Admittedly, the comparison is not straightforward, since the 1930 census used different questions about employment status than we use today and did not break out "civilian noninstitutional population" from the total adult population. Nonetheless, the Census Bureau has harmonized those 1930 employment figures with modern definitions of work and joblessness. By these reconstructions, the 1930 ratio for employment to total population for men twenty-to-sixty-four was over 88 percent. Among men twenty-five to forty-four (prime work ages for that era) the ratio for employment to total population was over 91 percent. In 2015, the official work rate for working-age men twenty-to-sixty-four was nearly ten percentage points below this 1930 figure (78.4 percent vs. 88.2 percent) and for men twenty-five to forty-four, the nominal gap was nearly six points (85.3 percent vs. 91.2 percent). These numerical differences, I should note, understate slightly the true work rate gap between adult men in 1930 and today, since the 1930 numbers do not exclude men in the armed forces, prisons, long-term hospitalization, etc., from the demographic denominator by which current work rates for the "civilian noninstitutional" population are calculated.

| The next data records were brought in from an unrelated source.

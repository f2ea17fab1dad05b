use std::{
    collections::BTreeMap,
    fs,
    path::PathBuf,
};

use color_eyre::{
    Result,
    eyre::{Context, ContextCompat, eyre},
};
use crossterm::{
    event::{KeyCode, KeyEvent, KeyModifiers},
    style::{Attribute, Color, ContentStyle},
};
use directories::ProjectDirs;
use itertools::Itertools;
use serde::{
    Deserialize,
    de::{Deserializer, Error},
};

use crate::model::FilterMode;

/// Feed served when no other url is configured
pub const DEFAULT_FEED_URL: &str = "https://rss.itunes.apple.com/api/v1/br/ios-apps/new-apps-we-love/all/100/explicit.json";

/// Main configuration struct for the application
#[derive(Clone, Deserialize)]
#[cfg_attr(test, derive(Debug, PartialEq))]
#[cfg_attr(not(test), serde(default))]
pub struct Config {
    /// Directory where the data (logs) must be stored
    pub data_dir: PathBuf,
    /// Configuration for the remote feed
    pub feed: FeedConfig,
    /// Configuration for the search bar
    pub search: SearchConfig,
    /// Configuration for the grid of apps
    pub grid: GridConfig,
    /// Configuration settings for application logging
    pub logs: LogsConfig,
    /// Configuration for the key bindings used within the TUI
    pub keybindings: KeyBindingsConfig,
    /// Configuration for the visual theme of the TUI
    pub theme: Theme,
}

/// Configuration for the remote feed
#[derive(Clone, Deserialize)]
#[cfg_attr(test, derive(Debug, PartialEq))]
#[cfg_attr(not(test), serde(default))]
pub struct FeedConfig {
    /// Url of the JSON feed to fetch
    pub url: String,
}

/// Configuration for the search bar
#[derive(Clone, Copy, Deserialize)]
#[cfg_attr(test, derive(Debug, PartialEq))]
#[cfg_attr(not(test), serde(default))]
pub struct SearchConfig {
    /// How the query is matched against the entries
    pub mode: FilterMode,
}

/// Maximum height of the artwork on each cell
pub const MAX_ARTWORK_ROWS: u16 = 64;

/// Configuration for the grid of apps
#[derive(Clone, Copy, Deserialize)]
#[cfg_attr(test, derive(Debug, PartialEq))]
#[cfg_attr(not(test), serde(default))]
pub struct GridConfig {
    /// Whether to download and display the artwork of each app
    pub artwork: bool,
    /// Height of the artwork on each cell (in rows), the width is twice as much to keep it square
    pub artwork_rows: u16,
}

/// Configuration settings for application logging
#[derive(Clone, Deserialize)]
#[cfg_attr(test, derive(Debug, PartialEq))]
#[cfg_attr(not(test), serde(default))]
pub struct LogsConfig {
    /// Whether to record logs with [`LogsConfig::filter`], instead of only warnings and errors
    pub enabled: bool,
    /// The log filter to apply, controlling which logs are recorded.
    ///
    /// This string supports the `tracing-subscriber`'s environment filter syntax.
    pub filter: String,
}

/// Configuration for the key bindings used in the Terminal User Interface (TUI)
#[derive(Clone, Deserialize)]
#[cfg_attr(test, derive(Debug, PartialEq))]
#[cfg_attr(not(test), serde(default))]
pub struct KeyBindingsConfig(
    #[serde(deserialize_with = "deserialize_bindings_with_defaults")] BTreeMap<KeyBindingAction, KeyBinding>,
);

/// Represents the distinct actions within the application that can be configured with specific key bindings
#[derive(Copy, Clone, Deserialize, PartialOrd, PartialEq, Eq, Ord, Debug)]
#[cfg_attr(test, derive(strum::EnumIter))]
#[serde(rename_all = "snake_case")]
pub enum KeyBindingAction {
    /// Cancel the active search or, if idle, exit the TUI
    Quit,
    /// Activate the search bar
    Search,
    /// Confirm the selected app
    Confirm,
    /// Fetch the feed again
    Refresh,
}
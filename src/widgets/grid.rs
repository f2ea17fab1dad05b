use ratatui::layout::Rect;

/// Number of columns of the grid
pub const GRID_COLUMNS: usize = 3;

/// Number of text lines displayed below the artwork of each cell: name, release date and copyright
const TEXT_LINES: u16 = 3;

/// Geometry of the grid of apps.
///
/// Cells are laid out in row-major order, with [GRID_COLUMNS] columns splitting the width evenly.
#[derive(Debug, Clone, Copy, PartialEq, Eq)]
pub struct GridLayout {
    artwork_rows: u16,
}

impl GridLayout {
    /// Builds a new layout, `artwork_rows` should be zero when artwork is not displayed
    pub fn new(artwork_rows: u16) -> Self {
        Self { artwork_rows }
    }

    /// Rows taken by the artwork of each cell
    pub fn artwork_rows(&self) -> u16 {
        self.artwork_rows
    }

    /// Total height of a cell, including a trailing empty row as spacing
    pub fn cell_height(&self) -> u16 {
        self.artwork_rows.saturating_add(TEXT_LINES + 1)
    }

    /// Number of grid rows fully (or partially, if there's not enough room for one) visible on the given height
    pub fn visible_rows(&self, height: u16) -> usize {
        usize::from(height / self.cell_height()).max(1)
    }

    /// Number of grid rows needed for the given amount of items
    pub fn total_rows(items: usize) -> usize {
        items.div_ceil(GRID_COLUMNS)
    }

    /// Computes the area of every visible cell, starting at the `scroll_row`.
    ///
    /// Returns the index of the item along with its area, the last cell might be clipped to the given area.
    pub fn cell_areas(&self, area: Rect, items: usize, scroll_row: usize) -> Vec<(usize, Rect)> {
        let mut cells = Vec::new();
        if area.is_empty() {
            return cells;
        }
        let cell_height = self.cell_height();
        let visible_rows = self.visible_rows(area.height);
        for row in 0..visible_rows {
            let y = area.y.saturating_add((row as u16).saturating_mul(cell_height));
            let height = cell_height.min(area.bottom().saturating_sub(y));
            if height == 0 {
                break;
            }
            for col in 0..GRID_COLUMNS {
                let index = (scroll_row + row) * GRID_COLUMNS + col;
                if index >= items {
                    return cells;
                }
                let (x, width) = column_bounds(area, col);
                cells.push((index, Rect::new(x, y, width, height)));
            }
        }
        cells
    }
}

/// Returns the x coordinate and width of the given column, the remainder of the width goes to the last columns
fn column_bounds(area: Rect, col: usize) -> (u16, u16) {
    let columns = GRID_COLUMNS as u16;
    let col = col as u16;
    let base = area.width / columns;
    let extra = area.width % columns;
    // The last `extra` columns get one more cell each
    let widen_from = columns - extra;
    let offset = col * base + col.saturating_sub(widen_from);
    let width = base + u16::from(col >= widen_from);
    (area.x + offset, width)
}

/// Computes the first row to display so the selected item is visible, moving the view as little as possible
pub fn scroll_to_selection(selected: usize, scroll_row: usize, visible_rows: usize) -> usize {
    let selected_row = selected / GRID_COLUMNS;
    if selected_row < scroll_row {
        selected_row
    } else if selected_row >= scroll_row + visible_rows {
        selected_row + 1 - visible_rows.max(1)
    } else {
        scroll_row
    }
}

#[cfg(test)]
mod tests {
    use pretty_assertions::assert_eq;

    use super::*;

    #[test]
    fn test_cell_height() {
        assert_eq!(GridLayout::new(5).cell_height(), 9);
        assert_eq!(GridLayout::new(0).cell_height(), 4);
        assert_eq!(GridLayout::new(u16::MAX).cell_height(), u16::MAX);
    }

    #[test]
    fn test_total_rows() {
        assert_eq!(GridLayout::total_rows(0), 0);
        assert_eq!(GridLayout::total_rows(3), 1);
        assert_eq!(GridLayout::total_rows(4), 2);
    }

    #[test]
    fn test_visible_rows() {
        let layout = GridLayout::new(0);
        assert_eq!(layout.visible_rows(2), 1);
        assert_eq!(layout.visible_rows(8), 2);
        assert_eq!(layout.visible_rows(11), 2);
    }

    #[test]
    fn test_column_bounds_cover_the_width() {
        let area = Rect::new(1, 0, 32, 10);
        let bounds = (0..GRID_COLUMNS).map(|c| column_bounds(area, c)).collect::<Vec<_>>();
        assert_eq!(bounds, vec![(1, 10), (11, 11), (22, 11)]);
    }

    #[test]
    fn test_cell_areas_are_row_major() {
        let layout = GridLayout::new(0);
        let area = Rect::new(0, 2, 30, 8);
        let cells = layout.cell_areas(area, 5, 0);
        assert_eq!(cells, vec![
            (0, Rect::new(0, 2, 10, 4)),
            (1, Rect::new(10, 2, 10, 4)),
            (2, Rect::new(20, 2, 10, 4)),
            (3, Rect::new(0, 6, 10, 4)),
            (4, Rect::new(10, 6, 10, 4)),
        ]);
    }

    #[test]
    fn test_cell_areas_start_at_the_scroll_row() {
        let layout = GridLayout::new(0);
        let area = Rect::new(0, 0, 30, 4);
        let indexes = layout
            .cell_areas(area, 9, 2)
            .into_iter()
            .map(|(i, _)| i)
            .collect::<Vec<_>>();
        assert_eq!(indexes, vec![6, 7, 8]);
    }

    #[test]
    fn test_scroll_to_selection() {
        // Already visible
        assert_eq!(scroll_to_selection(4, 0, 2), 0);
        // Above the view
        assert_eq!(scroll_to_selection(1, 2, 2), 0);
        // Below the view
        assert_eq!(scroll_to_selection(9, 0, 2), 2);
        assert_eq!(scroll_to_selection(9, 0, 1), 3);
    }
}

To be clear, the employment disaster in the depths of the Great Depression was unquestionably worse than it was in either 1930 or 1940. For better or worse, however, we only have these two census data points for that era's labor market conditions, and current data indicate that work rates for American men are lower today than in either of these years. It is thus meaningful to talk about work rates for American men today as being at Depression-era levels. In fact, they are more depressed than those recorded in particular years of the Great Depression.
Just how great is our current "work deficit" for American men? One reasonable benchmark for measuring that gap might be the mid-1960s. Then, the U.S. economy was strong and labor markets functioned at genuinely full employment levels.